§ **What to do**
Could you write out the lines below exactly, beginning with the first and finishing with the one that contains "back once the"?

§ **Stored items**
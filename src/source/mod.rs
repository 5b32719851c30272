//! Frame producers feeding the pipeline.
//!
//! A [`FrameSource`] hands out one frame at a time and takes it back once the
//! cycle that acquired it is over, the way a camera driver lends out and
//! reclaims its frame buffers.

mod channel;
mod image_files;

pub use channel::{ChannelSource, FrameProducer, frame_channel, frame_channel_for};
pub use image_files::ImageFileSource;

use crate::error::CaptureError;
use crate::models::Frame;

/// Something that captures frames.
pub trait FrameSource {
    /// Wait a bounded time for the next frame.
    ///
    /// Implementations must not block indefinitely; a sensor that produces
    /// nothing in time reports [`CaptureError::Timeout`].
    fn acquire(&mut self) -> Result<Frame, CaptureError>;

    /// Return a frame obtained from [`FrameSource::acquire`]
    fn release(&mut self, frame: Frame);
}

impl<S: FrameSource + ?Sized> FrameSource for &mut S {
    fn acquire(&mut self) -> Result<Frame, CaptureError> {
        (**self).acquire()
    }

    fn release(&mut self, frame: Frame) {
        (**self).release(frame)
    }
}

impl<S: FrameSource + ?Sized> FrameSource for Box<S> {
    fn acquire(&mut self) -> Result<Frame, CaptureError> {
        (**self).acquire()
    }

    fn release(&mut self, frame: Frame) {
        (**self).release(frame)
    }
}
//! Result reporting.
//!
//! The controller turns every outcome of a cycle, good or bad, into a
//! [`ReportEvent`] and hands it to a [`ResultSink`].

mod text;
mod trace;

pub use text::TextSink;
pub use trace::TracingSink;

use std::time::Instant;

use crossbeam_channel::Sender;

use crate::decoder::DecodeError;
use crate::error::{CaptureError, FrameError, ProvisionError};
use crate::models::{DecodedSymbol, RegionGeometry};

/// One reportable outcome, tagged with the cycle that produced it.
#[derive(Debug, Clone, PartialEq)]
pub struct ReportEvent {
    /// Sequence number of the cycle, starting at 1
    pub cycle: u64,
    /// Capture time of the frame the event is about; `None` when no frame arrived
    pub captured_at: Option<Instant>,
    /// What happened
    pub kind: ReportKind,
}

/// Per-frame outcomes; none of them stops the loop.
#[derive(Debug, Clone, PartialEq)]
pub enum ReportKind {
    /// The source produced no frame
    CaptureFailed(CaptureError),
    /// Frame exceeds the configured ceiling and was discarded undecoded
    FrameTooLarge {
        /// Frame width
        width: usize,
        /// Frame height
        height: usize,
        /// Ceiling width
        max_width: usize,
        /// Ceiling height
        max_height: usize,
    },
    /// Frame violated its format contract
    FrameRejected(FrameError),
    /// The decoder could not be sized for the frame
    DecoderProvisionFailed(ProvisionError),
    /// Detection ran and located nothing
    NoSymbolFound,
    /// A region decoded successfully
    Decoded {
        /// Detection-order index
        index: usize,
        /// Where the symbol sits in the frame
        geometry: RegionGeometry,
        /// Decoded content
        symbol: DecodedSymbol,
    },
    /// A region was located but could not be decoded
    DecodeFailed {
        /// Detection-order index
        index: usize,
        /// Where the region sits in the frame
        geometry: RegionGeometry,
        /// Cause
        error: DecodeError,
    },
}

impl ReportKind {
    /// Whether this is a failure of any kind
    pub fn is_failure(&self) -> bool {
        !matches!(self, ReportKind::Decoded { .. } | ReportKind::NoSymbolFound)
    }

    /// The decoded symbol, if this is a success
    pub fn symbol(&self) -> Option<&DecodedSymbol> {
        match self {
            ReportKind::Decoded { symbol, .. } => Some(symbol),
            _ => None,
        }
    }
}

/// Receives report events from the controller.
pub trait ResultSink {
    /// Consume one event
    fn report(&mut self, event: ReportEvent);
}

impl<K: ResultSink + ?Sized> ResultSink for &mut K {
    fn report(&mut self, event: ReportEvent) {
        (**self).report(event)
    }
}

impl<K: ResultSink + ?Sized> ResultSink for Box<K> {
    fn report(&mut self, event: ReportEvent) {
        (**self).report(event)
    }
}

/// Forward events to another thread; events are dropped once the receiver is gone.
impl ResultSink for Sender<ReportEvent> {
    fn report(&mut self, event: ReportEvent) {
        if self.send(event).is_err() {
            tracing::trace!("report receiver dropped");
        }
    }
}

/// Keeps every event in memory
#[derive(Debug, Default, Clone)]
pub struct CollectingSink {
    events: Vec<ReportEvent>,
}

impl CollectingSink {
    /// Empty sink
    pub fn new() -> Self {
        Self::default()
    }

    /// Everything reported so far
    pub fn events(&self) -> &[ReportEvent] {
        &self.events
    }

    /// Drain the collected events
    pub fn take(&mut self) -> Vec<ReportEvent> {
        std::mem::take(&mut self.events)
    }

    /// Successfully decoded symbols in report order
    pub fn symbols(&self) -> impl Iterator<Item = &DecodedSymbol> + '_ {
        self.events.iter().filter_map(|e| e.kind.symbol())
    }
}

impl ResultSink for CollectingSink {
    fn report(&mut self, event: ReportEvent) {
        self.events.push(event);
    }
}

/// Adapts a closure into a sink
pub struct FnSink<F>(pub F);

impl<F: FnMut(ReportEvent)> ResultSink for FnSink<F> {
    fn report(&mut self, event: ReportEvent) {
        (self.0)(event)
    }
}

#[cfg(test)]
mod tests {
    use super::*;

    fn event(kind: ReportKind) -> ReportEvent {
        ReportEvent {
            cycle: 1,
            captured_at: None,
            kind,
        }
    }

    #[test]
    fn test_collecting_sink() {
        let mut sink = CollectingSink::new();
        sink.report(event(ReportKind::NoSymbolFound));
        sink.report(event(ReportKind::CaptureFailed(CaptureError::Disconnected)));
        assert_eq!(sink.events().len(), 2);
        assert_eq!(sink.symbols().count(), 0);
        assert_eq!(sink.take().len(), 2);
        assert!(sink.events().is_empty());
    }

    #[test]
    fn test_fn_sink() {
        let mut cycles = Vec::new();
        {
            let mut sink = FnSink(|e: ReportEvent| cycles.push(e.cycle));
            sink.report(event(ReportKind::NoSymbolFound));
        }
        assert_eq!(cycles, vec![1]);
    }

    #[test]
    fn test_channel_sink() {
        let (mut tx, rx) = crossbeam_channel::unbounded();
        tx.report(event(ReportKind::NoSymbolFound));
        assert_eq!(rx.try_recv().unwrap().kind, ReportKind::NoSymbolFound);
        drop(rx);
        tx.report(event(ReportKind::NoSymbolFound));
    }

    #[test]
    fn test_failure_classification() {
        assert!(!ReportKind::NoSymbolFound.is_failure());
        assert!(ReportKind::CaptureFailed(CaptureError::Exhausted).is_failure());
    }
}
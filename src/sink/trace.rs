use tracing::{info, warn};

use super::{ReportEvent, ReportKind, ResultSink};

/// Emits every event as a structured `tracing` record under the `camqr::report` target
#[derive(Debug, Default, Clone, Copy)]
pub struct TracingSink;

impl ResultSink for TracingSink {
    fn report(&mut self, event: ReportEvent) {
        let cycle = event.cycle;
        match event.kind {
            ReportKind::CaptureFailed(err) => {
                warn!(target: "camqr::report", cycle, error = %err, "capture failed")
            }
            ReportKind::FrameTooLarge {
                width,
                height,
                max_width,
                max_height,
            } => warn!(
                target: "camqr::report",
                cycle, width, height, max_width, max_height, "frame too large"
            ),
            ReportKind::FrameRejected(err) => {
                warn!(target: "camqr::report", cycle, error = %err, "frame rejected")
            }
            ReportKind::DecoderProvisionFailed(err) => {
                warn!(target: "camqr::report", cycle, error = %err, "decoder provisioning failed")
            }
            ReportKind::NoSymbolFound => info!(target: "camqr::report", cycle, "no symbol found"),
            ReportKind::Decoded {
                index,
                geometry,
                symbol,
            } => info!(
                target: "camqr::report",
                cycle,
                index,
                size = geometry.size,
                version = symbol.version,
                ecc = %symbol.ecc_level,
                mask = symbol.mask.index(),
                data_type = symbol.data_type.map(|d| d.label()).unwrap_or("unknown"),
                eci = ?symbol.eci,
                payload = %symbol.payload_text(),
                "symbol decoded"
            ),
            ReportKind::DecodeFailed {
                index,
                geometry,
                error,
            } => warn!(
                target: "camqr::report",
                cycle, index, size = geometry.size, error = %error, "decode failed"
            ),
        }
    }
}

§ **Result for this exercise**
filename src/source/mod.rs
repository 5b32719851c30272
//! Frame producers feeding the pipeline.
//!
//! A [`FrameSource`] hands out one frame at a time and takes it back once the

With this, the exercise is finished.